Seminar von Dozentin D: „Geschichte des Kontakts unseres Volks mit den Europäern“
Frau D kommt von einer Insel des südostasiatischen Archipels. Sie berichtet, wie unterschiedlich die Dörfer im unzugänglichen Hochland der Insel einerseits, und jene an der Küste andererseits, den Kontakt mit islamischen und christlichen Händlern, Eroberern und Missionaren verarbeitet haben. Die von ihr geschilderten Erfahrungen und Sichtweisen werden mit Darstellungen der europäischen Geschichtsliteratur konfrontiert.
Seminar von Dozentin E1, Dozent E2 und Dozentin E3: „Internet und kulturelle Identität“
Die DozentInnen stammen aus dem südlichen Afrika. Sie verdeutlichen die Ambivalenzen eines neuen Mediums, das einerseits zum Gefäß der Dokumentation ihrer kulturellen Tradition (z.B. Sprache) und zum Instrument der Kontaktpflege mit emigrierten Verwandten, andererseits zum Zerstörer traditioneller Lebensabläufe und Strukturen geworden ist. Diese Erfahrungen werden mit denen der europäischen Seminarteilnehmer verglichen.
Bestandteil des Hochschulprogramms sind wöchentliche Feste und am Ende eine große Plenarveranstaltung mit gegenseitiger Präsentation der Ergebnisse.
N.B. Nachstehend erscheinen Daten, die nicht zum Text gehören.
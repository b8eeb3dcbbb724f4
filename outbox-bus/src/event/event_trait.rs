use crate::error::OutboxResult;
use serde::Serialize;

/// 可发布事件需要满足的能力边界
///
/// 通常通过 `#[integration_event]` 宏实现；手写实现时只需给出类型、主题与载荷，
/// `to_json` 默认对整个事件做 JSON 序列化。
pub trait Event: Serialize + Send + Sync {
    /// 事件载荷类型
    type Payload: Serialize;

    /// 事件类型（形如 `customer.changed`），发布时作为消息 key
    fn event_type(&self) -> &str;

    /// 目标主题
    fn topic(&self) -> &str;

    /// 事件载荷
    fn payload(&self) -> &Self::Payload;

    /// 序列化为写入 Outbox / 发送至代理的字节
    fn to_json(&self) -> OutboxResult<Vec<u8>> {
        Ok(serde_json::to_vec(self)?)
    }
}

#[cfg(test)]
mod tests {
    use super::*;
    use serde::Deserialize;

    #[derive(Debug, Clone, PartialEq, Serialize, Deserialize)]
    struct CustomerChanged {
        id: String,
        name: String,
    }

    impl Event for CustomerChanged {
        type Payload = Self;

        fn event_type(&self) -> &str {
            "customer.changed"
        }

        fn topic(&self) -> &str {
            "customers"
        }

        fn payload(&self) -> &Self::Payload {
            self
        }
    }

    #[test]
    fn default_to_json_serializes_whole_event() {
        let ev = CustomerChanged {
            id: "42".into(),
            name: "alice".into(),
        };
        let bytes = ev.to_json().unwrap();
        let back: CustomerChanged = serde_json::from_slice(&bytes).unwrap();
        assert_eq!(back, ev);
        assert_eq!(ev.event_type(), "customer.changed");
        assert_eq!(ev.topic(), "customers");
    }
}
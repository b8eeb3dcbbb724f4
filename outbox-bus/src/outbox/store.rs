//! Outbox 存储契约
//!
//! 拆为两部分：
//! - `OutboxTransaction`：调用方持有的事务句柄，仅需支持插入一行；
//! - `OutboxStore`：事务外的轮询、状态回写与清理。
//!
use super::record::{NewOutboxEvent, OutboxEvent};
use crate::error::OutboxResult;
use async_trait::async_trait;
use chrono::{DateTime, Utc};
use std::sync::Arc;

/// 调用方事务：写入器只插入，从不提交或回滚
#[async_trait]
pub trait OutboxTransaction: Send {
    /// 事务是否仍可用（未提交/未回滚）
    fn is_open(&self) -> bool {
        true
    }

    async fn insert_event(&mut self, event: NewOutboxEvent) -> OutboxResult<()>;
}

/// Outbox 存储：供发布器在事务外读取与更新
#[async_trait]
pub trait OutboxStore: Send + Sync {
    /// 拉取待发布行（`published_at IS NULL`），按 `created_at, id` 升序；
    /// 设置 `max_attempts` 时跳过已达上限的行
    async fn fetch_pending(
        &self,
        limit: usize,
        max_attempts: Option<i32>,
    ) -> OutboxResult<Vec<OutboxEvent>>;

    /// 列出已达尝试上限仍未发布的行（死信视图）
    async fn fetch_exhausted(&self, limit: usize, max_attempts: i32)
    -> OutboxResult<Vec<OutboxEvent>>;

    /// 发布失败：仅持久化 `times_attempted`
    async fn record_failure(&self, event: &OutboxEvent) -> OutboxResult<()>;

    /// 发布成功：在一次更新中持久化 `times_attempted` 与 `published_at`
    async fn record_published(&self, event: &OutboxEvent) -> OutboxResult<()>;

    /// 删除早于 `before` 发布的行，返回删除条数
    async fn prune_published(&self, before: DateTime<Utc>) -> OutboxResult<u64>;
}

#[async_trait]
impl<S> OutboxStore for Arc<S>
where
    S: OutboxStore + ?Sized,
{
    async fn fetch_pending(
        &self,
        limit: usize,
        max_attempts: Option<i32>,
    ) -> OutboxResult<Vec<OutboxEvent>> {
        (**self).fetch_pending(limit, max_attempts).await
    }

    async fn fetch_exhausted(
        &self,
        limit: usize,
        max_attempts: i32,
    ) -> OutboxResult<Vec<OutboxEvent>> {
        (**self).fetch_exhausted(limit, max_attempts).await
    }

    async fn record_failure(&self, event: &OutboxEvent) -> OutboxResult<()> {
        (**self).record_failure(event).await
    }

    async fn record_published(&self, event: &OutboxEvent) -> OutboxResult<()> {
        (**self).record_published(event).await
    }

    async fn prune_published(&self, before: DateTime<Utc>) -> OutboxResult<u64> {
        (**self).prune_published(before).await
    }
}
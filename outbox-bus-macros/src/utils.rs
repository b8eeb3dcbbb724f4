use quote::ToTokens;
use std::collections::HashSet;
use syn::{Attribute, Path, Token, punctuated::Punctuated};

// 拆分出 derive 属性中的路径，其余属性原样保留
fn split_derives(attrs: &[Attribute]) -> (Vec<Attribute>, Vec<Path>) {
    let mut retained = Vec::new();
    let mut existing = Vec::new();
    for attr in attrs {
        if !attr.path().is_ident("derive") {
            retained.push(attr.clone());
            continue;
        }
        if let Ok(list) = attr.parse_args_with(Punctuated::<Path, Token![,]>::parse_terminated) {
            existing.extend(list);
        }
    }
    (retained, existing)
}

// 归一化 derive 的 key：Serialize / serde::Serialize / ::serde::Serialize 视为同一项
fn derive_key(p: &Path) -> String {
    match p.segments.last() {
        Some(last) => match last.ident.to_string().as_str() {
            name @ ("Serialize" | "Deserialize") => format!("serde::{name}"),
            name => name.to_string(),
        },
        None => p.to_token_stream().to_string(),
    }
}

/// 把 `required` 合并进已有 derive（去重，required 在前），合并结果置于属性首位
pub(crate) fn apply_derives(attrs: &mut Vec<Attribute>, required: Vec<Path>) {
    let (retained, existing) = split_derives(attrs);

    let mut seen = HashSet::new();
    let merged: Vec<Path> = required
        .into_iter()
        .chain(existing)
        .filter(|p| seen.insert(derive_key(p)))
        .collect();

    let derive: Attribute = syn::parse_quote!(#[derive(#(#merged),*)]);
    *attrs = std::iter::once(derive).chain(retained).collect();
}

#[cfg(test)]
mod tests {
    use super::*;

    #[test]
    fn merges_without_duplicates() {
        let mut attrs: Vec<Attribute> = vec![
            syn::parse_quote!(#[derive(Clone, Serialize, PartialEq)]),
            syn::parse_quote!(#[serde(rename_all = "snake_case")]),
        ];
        apply_derives(
            &mut attrs,
            vec![
                syn::parse_quote!(Debug),
                syn::parse_quote!(Clone),
                syn::parse_quote!(serde::Serialize),
            ],
        );

        assert_eq!(attrs.len(), 2);
        let (_, derives) = split_derives(&attrs[..1]);
        let keys: Vec<String> = derives.iter().map(derive_key).collect();
        assert_eq!(keys, vec!["Debug", "Clone", "serde::Serialize", "PartialEq"]);
        assert!(attrs[1].path().is_ident("serde"));
    }
}
use proc_macro::TokenStream;

mod integration_event;
mod utils;

/// 集成事件宏
///
/// 为结构体或枚举实现 `::outbox_bus::event::Event`，
/// 并合并派生 `Debug, Clone, serde::Serialize, serde::Deserialize`。
///
/// 结构体：
/// - `#[integration_event(topic = "customers", event_type = "customer.created", payload = customer)]`
/// - `event_type` 缺省为结构体名；`payload` 缺省为整个结构体
///
/// 枚举（事件族）：
/// - `#[integration_event(topic = "customers")]`
/// - 变体通过 `#[event(event_type = "...")]` 指定事件类型，缺省为 `Enum.Variant`
///
/// 同时生成关联常量 `TOPIC`，结构体额外生成 `EVENT_TYPE`。
#[proc_macro_attribute]
pub fn integration_event(attr: TokenStream, item: TokenStream) -> TokenStream {
    integration_event::expand(attr, item)
}
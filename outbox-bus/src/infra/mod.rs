//! 基础设施适配器
//!
//! - `postgres`：基于 sqlx 的 Outbox 存储（feature `infra-sqlx`）；
//! - `kafka`：基于 rdkafka 的消息代理（feature `infra-kafka`）。
//!
#[cfg(feature = "infra-kafka")]
pub mod kafka;
#[cfg(feature = "infra-sqlx")]
pub mod postgres;

#[cfg(feature = "infra-kafka")]
pub use kafka::{KafkaBroker, KafkaConfig};
#[cfg(feature = "infra-sqlx")]
pub use postgres::{OUTBOX_SCHEMA, PgOutboxStore};
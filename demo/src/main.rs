use anyhow::Result;
use async_trait::async_trait;
use outbox_bus::eventing::{BusConfig, DispatchMode, EventBus, EventHandler, InMemoryBroker};
use outbox_bus::outbox::{InMemoryOutboxStore, OutboxPublisher, PublisherConfig, write_event};
use outbox_bus_macros::integration_event;
use std::collections::HashMap;
use std::sync::{Arc, Mutex};
use std::time::Duration;
use tokio_util::sync::CancellationToken;
use tracing::{info, warn};
use tracing_subscriber::EnvFilter;

#[derive(Debug, Clone, Default, PartialEq, serde::Serialize, serde::Deserialize)]
struct Customer {
    id: String,
    name: String,
    email: String,
}

#[integration_event(topic = "customers")]
enum CustomerEvent {
    #[event(event_type = "customer.registered")]
    Registered { customer: Customer },
    #[event(event_type = "customer.email_changed")]
    EmailChanged { id: String, email: String },
}

impl Default for CustomerEvent {
    fn default() -> Self {
        Self::Registered {
            customer: Customer::default(),
        }
    }
}

/// 下游读模型：消费客户事件并维护本地投影
#[derive(Default)]
struct CustomerDirectory {
    customers: Mutex<HashMap<String, Customer>>,
}

#[async_trait]
impl EventHandler<CustomerEvent> for CustomerDirectory {
    fn handler_name(&self) -> &str {
        "customer-directory"
    }

    async fn handle(&self, event: CustomerEvent) -> anyhow::Result<()> {
        let mut customers = self
            .customers
            .lock()
            .map_err(|_| anyhow::anyhow!("directory lock poisoned"))?;
        match event {
            CustomerEvent::Registered { customer } => {
                info!(id = %customer.id, "customer registered");
                customers.insert(customer.id.clone(), customer);
            }
            CustomerEvent::EmailChanged { id, email } => match customers.get_mut(&id) {
                Some(customer) => {
                    info!(%id, %email, "customer email changed");
                    customer.email = email;
                }
                None => anyhow::bail!("unknown customer {id}"),
            },
        }
        Ok(())
    }
}

/// 模拟应用服务：业务变更与事件写入处于同一事务
async fn register_customer(store: &InMemoryOutboxStore, customer: Customer) -> Result<()> {
    let mut tx = store.begin();
    // 此处省略业务表写入
    write_event(&mut tx, &CustomerEvent::Registered { customer }).await?;
    tx.commit()?;
    Ok(())
}

async fn change_email(store: &InMemoryOutboxStore, id: &str, email: &str) -> Result<()> {
    let mut tx = store.begin();
    write_event(
        &mut tx,
        &CustomerEvent::EmailChanged {
            id: id.to_string(),
            email: email.to_string(),
        },
    )
    .await?;
    tx.commit()?;
    Ok(())
}

#[tokio::main]
async fn main() -> Result<()> {
    tracing_subscriber::fmt()
        .with_env_filter(
            EnvFilter::try_from_default_env().unwrap_or_else(|_| EnvFilter::new("info")),
        )
        .with_target(false)
        .init();

    let store = InMemoryOutboxStore::new();
    let broker = InMemoryBroker::new();

    let bus = Arc::new(EventBus::new(
        Arc::new(broker.clone()),
        BusConfig {
            dispatch: DispatchMode::Awaited,
            ..Default::default()
        },
    )?);

    let directory = Arc::new(CustomerDirectory::default());
    let topic = bus.subscribe::<CustomerEvent, _>(directory.clone()).await?;
    info!(%topic, "subscribed customer directory");

    let token = CancellationToken::new();
    let consuming = tokio::spawn(bus.clone().start_consuming(token.clone()));

    let publisher = OutboxPublisher::new(
        Arc::new(store.clone()),
        bus.clone(),
        PublisherConfig {
            process_interval: Duration::from_millis(200),
            ..Default::default()
        },
    );
    publisher.start()?;

    register_customer(
        &store,
        Customer {
            id: "c-1".into(),
            name: "Ada".into(),
            email: "ada@example.com".into(),
        },
    )
    .await?;
    change_email(&store, "c-1", "ada@lovelace.dev").await?;

    // 回滚的事务不会产生任何事件
    let mut tx = store.begin();
    write_event(&mut tx, &CustomerEvent::default()).await?;
    tx.rollback()?;

    tokio::select! {
        _ = tokio::signal::ctrl_c() => info!("interrupted"),
        _ = tokio::time::sleep(Duration::from_secs(2)) => {}
    }

    publisher.stop().await?;
    token.cancel();
    match consuming.await? {
        Ok(()) => {}
        Err(err) => warn!(error = %err, "consumer loop ended with error"),
    }

    info!(
        pending = store.pending_count(),
        published = store.rows().len() - store.pending_count(),
        "outbox drained"
    );
    if let Ok(customers) = directory.customers.lock() {
        for customer in customers.values() {
            info!(id = %customer.id, name = %customer.name, email = %customer.email, "projection");
        }
    }

    Ok(())
}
Im Hörsaal finden, ohne dass dies detailliert vorgeplant werden müsste, Vorträge der DozentInnen zu besonderen Themen statt. Z.B. berichtet Dozentin B, welche Folgen der Übergang ihres Volkes von der Lebensform von Hirten zu einer sesshaften Bauerntätigkeit hatte, und welche besonderen kulturellen Überlebensstrategien die Angehörigen ihres Volkes anwenden, welche in Städten leben. Dozent A bietet (unter freiem Himmel) einen Workshop an, in dem die Kunst der Bereitung von Federschmuck seiner Heimat mit dem in Mitteleuropa vorfindlichen Federmaterial angewendet wird. Man lernt, dass eine Federhaube als Kopfschmuck ebenso den gesamten Kosmos repräsentiert wie die Baustruktur der Welthochschule.
Am Ende des Hochschul-Jahresprogramms gibt es keine Diplome und Zertifikate. In diesem Institut geht es nicht um die Vermittlung von Titeln und Positions-Chancen, sondern von emanzipatorischer Erkenntnis – oder, mit anderen Worten, von Wilden Wisionen.